** Opening Dataset extract block **
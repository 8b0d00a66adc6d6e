// SPDX-License-Identifier: BUSL-1.1
// Copyright (c) 2026 Alfred Jean LLC

//! Events consumed by the controller's serial loop.
//!
//! Serializes with `{"type": "domain:action", ...fields}` format so the
//! write-ahead log stays greppable. Events fall in two groups: inputs from
//! components (submission, workers, runners, node poller) and
//! materialization events the controller emits so WAL replay reconstructs
//! analysis/task rows.

use crate::analysis::{Analysis, AnalysisState};
use crate::id::{AnalysisId, MachineName, NodeName, TaskId};
use crate::machine::Machine;
use crate::stage::{Stage, StageOutcome};
use crate::task::{Task, TaskOutcome, TaskState};
use serde::{Deserialize, Serialize};

/// Events that trigger state transitions in the orchestrator.
#[derive(Debug, Clone, PartialEq, Serialize, Deserialize)]
#[serde(tag = "type")]
pub enum Event {
    // -- submission --
    /// A new untracked analysis directory exists and wants tracking.
    #[serde(rename = "analysis:tracknew")]
    TrackNew { id: AnalysisId },

    // -- controller materialization --
    /// Analysis row inserted (carries the full row for WAL replay).
    #[serde(rename = "analysis:tracked")]
    AnalysisTracked { analysis: Box<Analysis> },

    #[serde(rename = "analysis:state")]
    AnalysisStateChanged {
        id: AnalysisId,
        state: AnalysisState,
    },

    /// Terminal scoring of an analysis once all tasks are terminal.
    #[serde(rename = "analysis:scored")]
    AnalysisScored {
        id: AnalysisId,
        score: u32,
        families: Vec<String>,
    },

    #[serde(rename = "analysis:error")]
    AnalysisError {
        id: AnalysisId,
        stage: String,
        message: String,
    },

    /// Manual platform selection for an analysis parked in WAITING_MANUAL.
    /// Emitted on behalf of the operator surface.
    #[serde(rename = "analysis:manual")]
    ManualSelected {
        id: AnalysisId,
        platforms: Vec<crate::task::TaskPlatform>,
    },

    #[serde(rename = "task:created")]
    TaskCreated { task: Box<Task> },

    #[serde(rename = "task:state")]
    TaskStateChanged { id: TaskId, state: TaskState },

    /// Scheduler reserved a machine (and possibly a remote node) for a task.
    #[serde(rename = "task:assigned")]
    TaskAssigned {
        id: TaskId,
        machine: MachineName,
        #[serde(default, skip_serializing_if = "Option::is_none")]
        node: Option<NodeName>,
    },

    #[serde(rename = "task:error")]
    TaskError {
        id: TaskId,
        stage: String,
        message: String,
    },

    /// Post-processing attached a score to a task.
    #[serde(rename = "task:scored")]
    TaskScored {
        id: TaskId,
        score: u32,
        families: Vec<String>,
    },

    // -- worker / runner inputs --
    #[serde(rename = "stage:complete")]
    StageComplete {
        stage: Stage,
        analysis_id: AnalysisId,
        /// Set for post (per-task) stages.
        #[serde(default, skip_serializing_if = "Option::is_none")]
        task_id: Option<TaskId>,
        outcome: StageOutcome,
    },

    #[serde(rename = "task:finished")]
    TaskFinished { id: TaskId, outcome: TaskOutcome },

    /// Operator asked for a task to be cancelled.
    #[serde(rename = "task:cancel")]
    TaskCancel { id: TaskId },

    // -- machines and nodes --
    /// A machine was disabled or disappeared mid-task.
    #[serde(rename = "machine:gone")]
    MachineGone { name: MachineName, reason: String },

    /// Remote node machine list refreshed by the poller.
    #[serde(rename = "node:machines")]
    NodeMachines {
        name: NodeName,
        machines: Vec<Machine>,
    },

    #[serde(rename = "node:disconnected")]
    NodeDisconnected { name: NodeName },

    /// A task was handed to a remote node.
    #[serde(rename = "node:task")]
    NodeTaskDispatched { task_id: TaskId, node: NodeName },

    // -- routes --
    #[serde(rename = "route:applied")]
    RouteApplied { task_id: TaskId, handle: String },

    #[serde(rename = "route:removed")]
    RouteRemoved { task_id: TaskId },

    // -- control --
    #[serde(rename = "shutdown")]
    Shutdown,
}

impl Event {
    /// The analysis this event concerns, if any.
    pub fn analysis_id(&self) -> Option<AnalysisId> {
        match self {
            Event::TrackNew { id }
            | Event::AnalysisStateChanged { id, .. }
            | Event::AnalysisScored { id, .. }
            | Event::AnalysisError { id, .. }
            | Event::ManualSelected { id, .. } => Some(id.clone()),
            Event::AnalysisTracked { analysis } => Some(analysis.id.clone()),
            Event::StageComplete { analysis_id, .. } => Some(analysis_id.clone()),
            Event::TaskCreated { task } => Some(task.analysis_id.clone()),
            Event::TaskStateChanged { id, .. }
            | Event::TaskAssigned { id, .. }
            | Event::TaskError { id, .. }
            | Event::TaskScored { id, .. }
            | Event::TaskFinished { id, .. }
            | Event::TaskCancel { id } => Some(id.analysis_id()),
            Event::NodeTaskDispatched { task_id, .. } | Event::RouteApplied { task_id, .. } => {
                Some(task_id.analysis_id())
            }
            Event::RouteRemoved { task_id } => Some(task_id.analysis_id()),
            _ => None,
        }
    }

    /// The task this event concerns, if any.
    pub fn task_id(&self) -> Option<TaskId> {
        match self {
            Event::TaskStateChanged { id, .. }
            | Event::TaskAssigned { id, .. }
            | Event::TaskError { id, .. }
            | Event::TaskScored { id, .. }
            | Event::TaskFinished { id, .. }
            | Event::TaskCancel { id } => Some(id.clone()),
            Event::TaskCreated { task } => Some(task.id.clone()),
            Event::StageComplete { task_id, .. } => task_id.clone(),
            Event::NodeTaskDispatched { task_id, .. }
            | Event::RouteApplied { task_id, .. }
            | Event::RouteRemoved { task_id } => Some(task_id.clone()),
            _ => None,
        }
    }
}

#[cfg(test)]
#[path = "event_tests.rs"]
mod tests;
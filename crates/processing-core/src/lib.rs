//! Cinemagraph Processing Core
//!
//! The two synchronous stages between capture and encoding:
//! - **Resample:** pick a fixed-rate frame sequence out of a raw capture
//! - **Composite:** freeze operator-selected zones to the first frame
//!
//! This crate is pure computation: no I/O, no platform dependencies.
//! All inputs are data; all outputs are data.

pub mod composite;
pub mod resample;

pub use composite::Compositor;
pub use resample::{resample_indices, target_frame_count, Resampler};
//! Application configuration.

use serde::{Deserialize, Serialize};
use std::path::PathBuf;

use crate::error::{CinemagraphError, CinemagraphResult};

/// Global application configuration.
#[derive(Debug, Clone, Default, Serialize, Deserialize)]
pub struct AppConfig {
    /// Frame pipeline settings.
    #[serde(default)]
    pub pipeline: PipelineConfig,

    /// Artifact delivery settings.
    #[serde(default)]
    pub delivery: DeliveryConfig,

    /// Logging configuration.
    #[serde(default)]
    pub logging: LoggingConfig,
}

/// Frame pipeline parameters.
#[derive(Debug, Clone, Serialize, Deserialize)]
pub struct PipelineConfig {
    /// Target playback rate the capture is resampled to.
    pub fps: f64,

    /// Fallback color for partially transparent pixels.
    pub matte: [u8; 3],

    /// Color key the output format renders as see-through.
    pub transparent: [u8; 3],

    /// How freeze zones are blended against the reference frame.
    #[serde(default)]
    pub blend_mode: BlendMode,
}

/// Blend policy for freeze zones.
#[derive(Debug, Clone, Copy, PartialEq, Eq, Default, Serialize, Deserialize)]
#[serde(rename_all = "snake_case")]
pub enum BlendMode {
    /// `out = a * ref + (1 - a) * orig`, with `a = mask / 255`.
    #[default]
    Weighted,
    /// Any non-zero mask value copies the reference pixel verbatim.
    Overwrite,
}

/// Where finished artifacts are sent.
#[derive(Debug, Clone, Serialize, Deserialize)]
pub struct DeliveryConfig {
    /// Upload endpoint. Delivery is disabled when unset.
    pub endpoint: Option<String>,

    /// Request timeout in seconds.
    pub timeout_secs: u64,
}

/// Logging configuration.
#[derive(Debug, Clone, Serialize, Deserialize)]
pub struct LoggingConfig {
    /// Log level filter (e.g., "info", "debug", "cinemagraph=debug,warn").
    pub level: String,

    /// Whether to output structured JSON logs.
    pub json: bool,

    /// Optional log file path.
    pub file: Option<PathBuf>,
}

impl Default for PipelineConfig {
    fn default() -> Self {
        Self {
            fps: 16.0,
            matte: [255, 255, 255],
            transparent: [0, 255, 0],
            blend_mode: BlendMode::Weighted,
        }
    }
}

impl PipelineConfig {
    /// Seconds each output frame is shown.
    pub fn frame_delay_secs(&self) -> f64 {
        1.0 / self.fps
    }

    pub fn validate(&self) -> CinemagraphResult<()> {
        if !self.fps.is_finite() || self.fps <= 0.0 {
            return Err(CinemagraphError::config(format!(
                "fps must be a positive number, got {}",
                self.fps
            )));
        }
        Ok(())
    }
}

impl Default for DeliveryConfig {
    fn default() -> Self {
        Self {
            endpoint: None,
            timeout_secs: 60,
        }
    }
}

impl Default for LoggingConfig {
    fn default() -> Self {
        Self {
            level: "info".to_string(),
            json: false,
            file: None,
        }
    }
}

impl AppConfig {
    /// Load config from the standard location, falling back to defaults.
    pub fn load() -> Self {
        let config_path = config_file_path();
        if config_path.exists() {
            match std::fs::read_to_string(&config_path) {
                Ok(content) => match serde_json::from_str(&content) {
                    Ok(config) => return config,
                    Err(e) => {
                        tracing::warn!("Failed to parse config at {:?}: {}", config_path, e);
                    }
                },
                Err(e) => {
                    tracing::warn!("Failed to read config at {:?}: {}", config_path, e);
                }
            }
        }
        Self::default()
    }

    /// Save config to the standard location.
    pub fn save(&self) -> Result<(), std::io::Error> {
        let config_path = config_file_path();
        if let Some(parent) = config_path.parent() {
            std::fs::create_dir_all(parent)?;
        }
        let json = serde_json::to_string_pretty(self).map_err(std::io::Error::other)?;
        std::fs::write(config_path, json)
    }
}

/// Standard config file location.
fn config_file_path() -> PathBuf {
    let base = std::env::var("XDG_CONFIG_HOME")
        .map(PathBuf::from)
        .unwrap_or_else(|_| {
            let home = std::env::var("HOME").unwrap_or_else(|_| "/tmp".to_string());
            PathBuf::from(home).join(".config")
        });
    base.join("cinemagraph").join("config.json")
}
** Closing Dataset extract block **
# What to do:
Search term "AppConfig": return each line of the data that contains it.

# Output:
pub struct AppConfig {
impl AppConfig {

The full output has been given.